On closer investigation, what comes to the fore is that the study of marriage had not disappeared, but been displaced. The study of kinship practices and marriage strategies-rather than of official rules and ideology-entails intensive fieldwork, for which funding has not been easily available, inside or outside academia. As economic growth and population control became central ideologies in development and state policy, demographic change and reproductive behaviour became privileged foci of funding. Social demographers explored the correlations between marital sexual behaviours, reproduction strategies, contraception, age at marriage, and fertility levels with family patterns, mobility, education, urbanisation and female empowerment. In frameworks that rarely distinguish between rules and practice, surveys continue to address deviance, anomy, and the 'impact' of modernity. However, some of these researches also look at marital strategies, extended family/ kinship relations, and institutional dimensions of marriage in understanding the behaviours they focus on (Fricke et at. 1986). Family being the assumed site of care and welfare in government policies across most of the subcontinent, the debate around the 'decline' of the extended family-household is another area in which marriage enters (Shah 1989; Agarwal and Panda 2007; Madan 1993).

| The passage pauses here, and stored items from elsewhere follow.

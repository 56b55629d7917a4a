//! AIS Stream Recorder Library
//!
//! Decodes vessel position reports from a streaming feed, fingerprints them
//! and writes hourly gzip CSV artifacts. The binary in `main.rs` wires the
//! aisstream.io transport to the ingestion loop.

pub mod config;
pub mod models;
pub mod recorder;
pub mod scrapers;
//! Position Report Fingerprints
//!
//! Two content hashes per record, both XXH3-128 over a canonical text key:
//!
//! ```text
//! ifl_hash = H(mmsi || lat:.4 || lon:.4 || "YYYY-MM-DD HH:MM")
//! dup_hash = H(mmsi || lat    || lon    || "YYYY-MM-DD HH:MM:SS.ffffff")
//! ```
//!
//! `ifl_hash` collides for reports from the same vessel within the same minute
//! and roughly 0.00005 degrees of each other. `dup_hash` collides only for
//! value-identical reports. XXH3 is seedless here, so both values are stable
//! across processes and machines.

use chrono::{DateTime, Utc};
use std::fmt;
use xxhash_rust::xxh3::xxh3_128;

use crate::models::Mmsi;

/// 128-bit content fingerprint.
#[derive(Debug, Clone, Copy, PartialEq, Eq, Hash)]
pub struct Fingerprint(u128);

impl Fingerprint {
    pub fn of(key: &str) -> Self {
        Self(xxh3_128(key.as_bytes()))
    }

    pub fn as_u128(&self) -> u128 {
        self.0
    }
}

/// 32 lowercase hex digits, big-endian.
impl fmt::Display for Fingerprint {
    fn fmt(&self, f: &mut fmt::Formatter<'_>) -> fmt::Result {
        f.write_str(&hex::encode(self.0.to_be_bytes()))
    }
}

pub fn ifl_hash(mmsi: &Mmsi, latitude: f64, longitude: f64, timestamp: &DateTime<Utc>) -> Fingerprint {
    Fingerprint::of(&ifl_key(mmsi, latitude, longitude, timestamp))
}

pub fn dup_hash(mmsi: &Mmsi, latitude: f64, longitude: f64, timestamp: &DateTime<Utc>) -> Fingerprint {
    Fingerprint::of(&dup_key(mmsi, latitude, longitude, timestamp))
}

fn ifl_key(mmsi: &Mmsi, latitude: f64, longitude: f64, timestamp: &DateTime<Utc>) -> String {
    format!(
        "{}{:.4}{:.4}{}",
        mmsi,
        latitude,
        longitude,
        timestamp.format("%Y-%m-%d %H:%M")
    )
}

fn dup_key(mmsi: &Mmsi, latitude: f64, longitude: f64, timestamp: &DateTime<Utc>) -> String {
    // Debug keeps the shortest round-trip digits and always a fractional part.
    format!(
        "{}{:?}{:?}{}",
        mmsi,
        latitude,
        longitude,
        timestamp.format("%Y-%m-%d %H:%M:%S%.6f")
    )
}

Another steady thread of scholarship, globally, has been through the new focus on women's voices and on gender, resonating with Yanagisako and Collier's (1987) call for a unified analysis of gender and kinship. Earlier analyses of marriage have been examined through the prism of gender (Das 1975; Dube 1986). Thus, in discussing structures of work, family, and marriage, Jeffery and Jeffery (1996) narrated how young women looked at their lives. Kapadia (1993) looked at cross-cousin marriage from the point of view of the bride/wife and the pressures inimical to this practice, while Palriwala (1991) analysed residential practices focusing on female mobility rather than the permanence of the patrilineage. Many of these studies looked at the ideology, dynamics, and practices of marriage rather than simply at structure and form. What these and other studies examined more directly was how the historical entrenchment of capitalism had favoured patrilocal systems and male inheritance and thereby affected gender equations in marriage and the domestic sphere (Ram 1992). This is also reflected in social and cultural histories (Arunima 2003; Sangari and Vaid 1989; Oldenburg 2002). In looking at the gendered implications of colonial interventions in class, caste, and community relations, as well as cultural tropes entwined with law and legal practices, marriage was brought to the fore.
In what sense is the institutional character of marriage invoked, in this volume as well as in the wider academic discourse? How does it shape the subjective and structural contours of individual and collective action? Given a discourse that suggests that fluidity has become paramount with globalisation, it becomes all the more necessary to delineate this issue. Sociologically, whether it is arranged by others or chosen for love by the individuals to be wedded, marriage is a structured and patterned set of social relations and practices. It is embedded in norms and values regarding what marriage should be and is. There are explicit social prescriptions and sanctions by public bodies, the state, religion, and community. At the minimum, a marriage makes legal and public, even if not always socially accepted, an intimate relation between two individuals. It thereby imbricates the 'public' in the personal and makes public order vulnerable to the vagaries of what may be viewed as purely individual intimacies.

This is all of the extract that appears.